As I am reading different sources, there seems to be one source I cannot manage to find. I am curious if anyone has or knows of where I can find a specific letter:

The Epistle From Pilgrim Monks of The Mount of Olives To Pope Leo III and Charlemagne

If anyone could help me out, that would be great! Thank you!


----------



## arapahoepark (May 10, 2015)

I find references in: God, History, and Dialectic: The Theological Foundations of the Two Europes by Joseph Farrell staring on page 354.
It was alluded to in Pelikan's The Christian Tradition Vol. 2. albeit only in the abbreviations so far.


----------



## Andrew P.C. (May 10, 2015)

Yes, I have Pelikan's book, and that is the reason I'd like to get the first hand source.


----------



## py3ak (May 10, 2015)

It can be found in the _Monumenta Germaniae Historica_. Here's a link:

http://www.dmgh.de/de/fs1/object/go...ml?pageNo=64&sortIndex=040:010:0005:010:00:00


----------



## Andrew P.C. (May 10, 2015)

py3ak said:


> It can be found in the _Monumenta Germaniae Historica_. Here's a link:
> 
> dMGH | Band | Epistolae [Briefe] | Epistolae (in Quart) (Epp.) | 5: Epistolae Karolini aevi (III | Epistolae selectae pontificum Romanorum Carolo Magno et Ludowico Pio regnantibus scriptae



That would be great if I could read Latin... Thank you though.


----------



## RamistThomist (May 10, 2015)

arap said:


> I find references in: God, History, and Dialectic: The Theological Foundations of the Two Europes by Joseph Farrell staring on page 354.



I wondered who on earth would reference Farrell on PB? LOL! But I do have the entirety of that resource, in case google books cuts you off. If any one wants Farrell's discussion (which is probably the best on the topic), PM me.

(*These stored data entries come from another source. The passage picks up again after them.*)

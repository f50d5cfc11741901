//! Camera Capture
//!
//! Each camera runs a dedicated capture thread that grabs frames at the
//! device's native rate and publishes them into a single-slot
//! [`LatestFrameCell`]. The control loop never blocks on a camera: it
//! samples whatever frame is newest at the tick, and a monotonically
//! increasing generation counter lets the synchronizer tell a fresh frame
//! from a repeat of the previous one.
//!
//! The cell holds exactly one frame, so memory stays bounded no matter how
//! far a camera runs ahead of the control rate; older frames are simply
//! replaced. Capture failures keep the last good frame in place and are
//! logged, never propagated into the tick.
//!
//! Grabbers are created inside the capture thread, so camera handles never
//! cross threads. `open` blocks until the first frame arrives or a timeout
//! expires, which turns a dead camera into a startup error instead of a
//! session full of repeated frames.

use crate::clock::Clock;
use crate::config::{CameraConfig, CameraTransport};
use crate::error::{Result, TelerecError};
use crate::types::FrameData;
use nokhwa::pixel_format::RgbFormat;
use nokhwa::utils::{CameraFormat, CameraIndex, FrameFormat, RequestedFormat, RequestedFormatType, Resolution};
use parking_lot::Mutex;
use std::sync::atomic::{AtomicBool, AtomicU64, Ordering};
use std::sync::Arc;
use std::time::{Duration, Instant};

/// Poll interval while waiting for the first frame
const STARTUP_POLL: Duration = Duration::from_millis(5);

/// One published frame with its position in the camera's frame sequence
#[derive(Debug, Clone)]
pub struct FrameSnapshot {
    /// Monotonic per-camera frame counter, starts at 1
    pub generation: u64,
    /// Capture time on the session timeline
    pub captured_at: Duration,
    /// Pixel data, shared so publishing never copies
    pub data: Arc<FrameData>,
}

/// Single-slot cell holding the newest frame from one camera
///
/// One capture thread writes; any number of readers snapshot. Replacing
/// the slot drops the previous frame, keeping memory bounded to one frame
/// per camera.
pub struct LatestFrameCell {
    slot: Mutex<Option<FrameSnapshot>>,
    generation: AtomicU64,
}

impl LatestFrameCell {
    pub fn new() -> Self {
        Self {
            slot: Mutex::new(None),
            generation: AtomicU64::new(0),
        }
    }

    /// Publish a frame, replacing whatever was in the slot
    pub fn store(&self, data: FrameData, captured_at: Duration) -> u64 {
        let mut slot = self.slot.lock();
        let generation = self.generation.load(Ordering::Relaxed) + 1;
        *slot = Some(FrameSnapshot {
            generation,
            captured_at,
            data: Arc::new(data),
        });
        self.generation.store(generation, Ordering::Release);
        generation
    }

    /// Snapshot the newest frame, if any has arrived yet
    pub fn latest(&self) -> Option<FrameSnapshot> {
        self.slot.lock().clone()
    }

    /// Generation of the newest frame; 0 before the first frame
    pub fn generation(&self) -> u64 {
        self.generation.load(Ordering::Acquire)
    }
}

impl Default for LatestFrameCell {
    fn default() -> Self {
        Self::new()
    }
}

/// Capability interface for one frame source
///
/// Implementations live entirely on the capture thread and need not be
/// `Send`.
pub trait FrameGrabber {
    /// Open the device and start streaming
    fn open(&mut self) -> Result<()>;

    /// Block until the next frame and return it as RGB8
    fn grab(&mut self) -> Result<FrameData>;

    /// Stop streaming and release the device
    fn close(&mut self);
}

/// Startup handshake between `Camera::open` and its capture thread
enum StartupState {
    Opening,
    Streaming,
    Failed(String),
}

/// One camera: a capture thread feeding a latest-frame cell
pub struct Camera {
    id: String,
    width: u32,
    height: u32,
    fps: u32,
    cell: Arc<LatestFrameCell>,
    running: Arc<AtomicBool>,
    worker: Option<std::thread::JoinHandle<()>>,
}

impl Camera {
    /// Start capturing and block until the first frame or the timeout
    pub fn open(
        config: &CameraConfig,
        clock: Arc<dyn Clock>,
        capture_timeout: Duration,
    ) -> Result<Self> {
        let cell = Arc::new(LatestFrameCell::new());
        let running = Arc::new(AtomicBool::new(true));
        let startup = Arc::new(Mutex::new(StartupState::Opening));

        let worker = {
            let thread_config = config.clone();
            let cell = cell.clone();
            let running = running.clone();
            let startup = startup.clone();
            std::thread::Builder::new()
                .name(format!("cam-{}", config.id))
                .spawn(move || capture_loop(thread_config, cell, running, startup, clock))
                .map_err(|e| TelerecError::camera(&config.id, format!("spawn capture thread: {}", e)))?
        };

        let mut camera = Self {
            id: config.id.clone(),
            width: config.width,
            height: config.height,
            fps: config.fps,
            cell,
            running,
            worker: Some(worker),
        };

        let deadline = Instant::now() + capture_timeout;
        loop {
            if let Some(first) = camera.cell.latest() {
                // Drivers may negotiate a different geometry than requested;
                // record what the device actually delivers
                if (first.data.width, first.data.height) != (camera.width, camera.height) {
                    tracing::warn!(
                        "Camera '{}' delivers {}x{}, configured {}x{}",
                        camera.id,
                        first.data.width,
                        first.data.height,
                        camera.width,
                        camera.height
                    );
                    camera.width = first.data.width;
                    camera.height = first.data.height;
                }
                tracing::info!("Camera '{}' streaming", camera.id);
                return Ok(camera);
            }
            let failure = match &*startup.lock() {
                StartupState::Failed(msg) => Some(msg.clone()),
                _ => None,
            };
            if let Some(msg) = failure {
                camera.close();
                return Err(TelerecError::camera(&camera.id, msg));
            }
            if Instant::now() >= deadline {
                camera.close();
                return Err(TelerecError::Timeout(format!(
                    "camera '{}' produced no frame within {:?}",
                    camera.id, capture_timeout
                )));
            }
            std::thread::sleep(STARTUP_POLL);
        }
    }

    pub fn id(&self) -> &str {
        &self.id
    }

    pub fn width(&self) -> u32 {
        self.width
    }

    pub fn height(&self) -> u32 {
        self.height
    }

    pub fn fps(&self) -> u32 {
        self.fps
    }

    /// Newest frame, if one has arrived
    pub fn latest(&self) -> Option<FrameSnapshot> {
        self.cell.latest()
    }

    /// Generation of the newest frame
    pub fn generation(&self) -> u64 {
        self.cell.generation()
    }

    /// Stop the capture thread and wait for it to exit
    pub fn close(&mut self) {
        self.running.store(false, Ordering::Relaxed);
        if let Some(worker) = self.worker.take() {
            let _ = worker.join();
        }
    }
}

impl Drop for Camera {
    fn drop(&mut self) {
        self.close();
    }
}

/// Open every configured camera, failing if any one cannot start
///
/// Cameras already opened are stopped again when a later one fails.
pub fn open_cameras(
    configs: &[CameraConfig],
    clock: &Arc<dyn Clock>,
    capture_timeout: Duration,
) -> Result<Vec<Camera>> {
    let mut cameras = Vec::with_capacity(configs.len());
    for config in configs {
        let camera = Camera::open(config, clock.clone(), capture_timeout)
            .map_err(|e| e.with_context(format!("opening camera '{}'", config.id)))?;
        cameras.push(camera);
    }
    Ok(cameras)
}

fn capture_loop(
    config: CameraConfig,
    cell: Arc<LatestFrameCell>,
    running: Arc<AtomicBool>,
    startup: Arc<Mutex<StartupState>>,
    clock: Arc<dyn Clock>,
) {
    let mut grabber = build_grabber(&config);
    if let Err(e) = grabber.open() {
        tracing::error!("Camera '{}' failed to open: {}", config.id, e);
        *startup.lock() = StartupState::Failed(e.to_string());
        return;
    }
    *startup.lock() = StartupState::Streaming;

    let frame_interval = Duration::from_secs_f64(1.0 / config.fps.max(1) as f64);
    let mut consecutive_failures: u32 = 0;

    while running.load(Ordering::Relaxed) {
        let frame_start = Instant::now();
        match grabber.grab() {
            Ok(data) => {
                cell.store(data, clock.now());
                consecutive_failures = 0;
            }
            Err(e) => {
                // Last good frame stays in the cell; the tick sees a repeat
                consecutive_failures += 1;
                tracing::warn!(
                    "Camera '{}' capture failed ({} consecutive): {}",
                    config.id,
                    consecutive_failures,
                    e
                );
            }
        }

        // Native grabbers block on the device and pace themselves; this
        // only throttles sources that return immediately
        let elapsed = frame_start.elapsed();
        if elapsed < frame_interval {
            std::thread::sleep(frame_interval - elapsed);
        }
    }

    grabber.close();
    tracing::debug!("Camera '{}' capture loop stopped", config.id);
}

fn build_grabber(config: &CameraConfig) -> Box<dyn FrameGrabber> {
    match config.transport {
        CameraTransport::Native => Box::new(NokhwaGrabber::new(config)),
        CameraTransport::Synthetic => Box::new(SyntheticGrabber::new(config)),
    }
}

/// Platform camera via nokhwa, decoded to RGB8
struct NokhwaGrabber {
    id: String,
    index: CameraIndex,
    width: u32,
    height: u32,
    fps: u32,
    camera: Option<nokhwa::Camera>,
}

impl NokhwaGrabber {
    fn new(config: &CameraConfig) -> Self {
        // Numeric ids select by index, anything else by device path
        let index = match config.native_index() {
            Some(i) => CameraIndex::Index(i),
            None => CameraIndex::String(config.index_or_path.clone()),
        };
        Self {
            id: config.id.clone(),
            index,
            width: config.width,
            height: config.height,
            fps: config.fps,
            camera: None,
        }
    }
}

impl FrameGrabber for NokhwaGrabber {
    fn open(&mut self) -> Result<()> {
        let requested = RequestedFormat::new::<RgbFormat>(RequestedFormatType::Closest(
            CameraFormat::new(
                Resolution::new(self.width, self.height),
                FrameFormat::MJPEG,
                self.fps,
            ),
        ));

        let mut camera = nokhwa::Camera::new(self.index.clone(), requested)
            .map_err(|e| TelerecError::camera(&self.id, format!("open {:?}: {}", self.index, e)))?;
        camera
            .open_stream()
            .map_err(|e| TelerecError::camera(&self.id, format!("open stream: {}", e)))?;

        let actual = camera.camera_format();
        tracing::info!(
            "Camera '{}' opened: {}x{} @ {}fps {:?} (requested {}x{} @ {}fps)",
            self.id,
            actual.resolution().width(),
            actual.resolution().height(),
            actual.frame_rate(),
            actual.format(),
            self.width,
            self.height,
            self.fps
        );

        self.camera = Some(camera);
        Ok(())
    }

    fn grab(&mut self) -> Result<FrameData> {
        let camera = self
            .camera
            .as_mut()
            .ok_or_else(|| TelerecError::camera(&self.id, "not open"))?;

        let frame = camera
            .frame()
            .map_err(|e| TelerecError::camera(&self.id, format!("grab: {}", e)))?;
        let decoded = frame
            .decode_image::<RgbFormat>()
            .map_err(|e| TelerecError::camera(&self.id, format!("decode: {}", e)))?;

        let (width, height) = (decoded.width(), decoded.height());
        FrameData::new(width, height, decoded.into_raw())
            .ok_or_else(|| TelerecError::camera(&self.id, "decoded frame has wrong length"))
    }

    fn close(&mut self) {
        if let Some(mut camera) = self.camera.take() {
            if let Err(e) = camera.stop_stream() {
                tracing::warn!("Camera '{}': error stopping stream: {:?}", self.id, e);
            }
        }
    }
}

/// Synthetic frame source: a gradient that drifts one pixel per frame
struct SyntheticGrabber {
    id: String,
    width: u32,
    height: u32,
    frame_count: u64,
    open: bool,
}

impl SyntheticGrabber {
    fn new(config: &CameraConfig) -> Self {
        Self {
            id: config.id.clone(),
            width: config.width,
            height: config.height,
            frame_count: 0,
            open: false,
        }
    }
}

impl FrameGrabber for SyntheticGrabber {
    fn open(&mut self) -> Result<()> {
        self.open = true;
        Ok(())
    }

    fn grab(&mut self) -> Result<FrameData> {
        if !self.open {
            return Err(TelerecError::camera(&self.id, "not open"));
        }
        self.frame_count += 1;
        let n = self.frame_count as u32;

        let mut pixels = Vec::with_capacity(FrameData::expected_len(self.width, self.height));
        for y in 0..self.height {
            for x in 0..self.width {
                pixels.push(((x + n) & 0xFF) as u8);
                pixels.push((y & 0xFF) as u8);
                pixels.push(((x + y + n) & 0xFF) as u8);
            }
        }

        FrameData::new(self.width, self.height, pixels)
            .ok_or_else(|| TelerecError::camera(&self.id, "generated frame has wrong length"))
    }

    fn close(&mut self) {
        self.open = false;
    }
}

I have it in Word document. I cannot in good conscience send the entire thing (partly because I know Dr Farrell and I know he is poor and starving), but I can send you the relevant parts.


----------



## arapahoepark (May 10, 2015)

ReformedReidian said:


> arap said:
> 
> 
> > I find references in: God, History, and Dialectic: The Theological Foundations of the Two Europes by Joseph Farrell staring on page 354.
> ...



I'm flattered.
However, without derailing the thread who is he?


----------



## RamistThomist (May 10, 2015)

arap said:


> ReformedReidian said:
> 
> 
> > arap said:
> ...



He used to be a scholar in the Eastern Orthodox tradition (D.Phil Oxford), became aligned with a fringe EO group, had the proverbial "bad experience" and swore off religion in general (He is not an atheist, though). His historical scholarship is simply magnificent, but aside from GHD the rest are out of print.

He now writes books on alternative technology, Nazis, and other conspiracy stuff. Some is good, some is bunk.


----------



## py3ak (May 10, 2015)

Andrew P.C. said:


> py3ak said:
> 
> 
> > It can be found in the _Monumenta Germaniae Historica_. Here's a link:
> ...



I'm not aware of any translation, unfortunately. The thing chiefly reiterated is that they believe in conformity with the Roman See and are not heretics, and that this certain John has caused great confusion among them by saying that the Spirit does not proceed from the Father and the Son. They want the Pope to vindicate their practice in saying "and from the Son" against the Greeks.


----------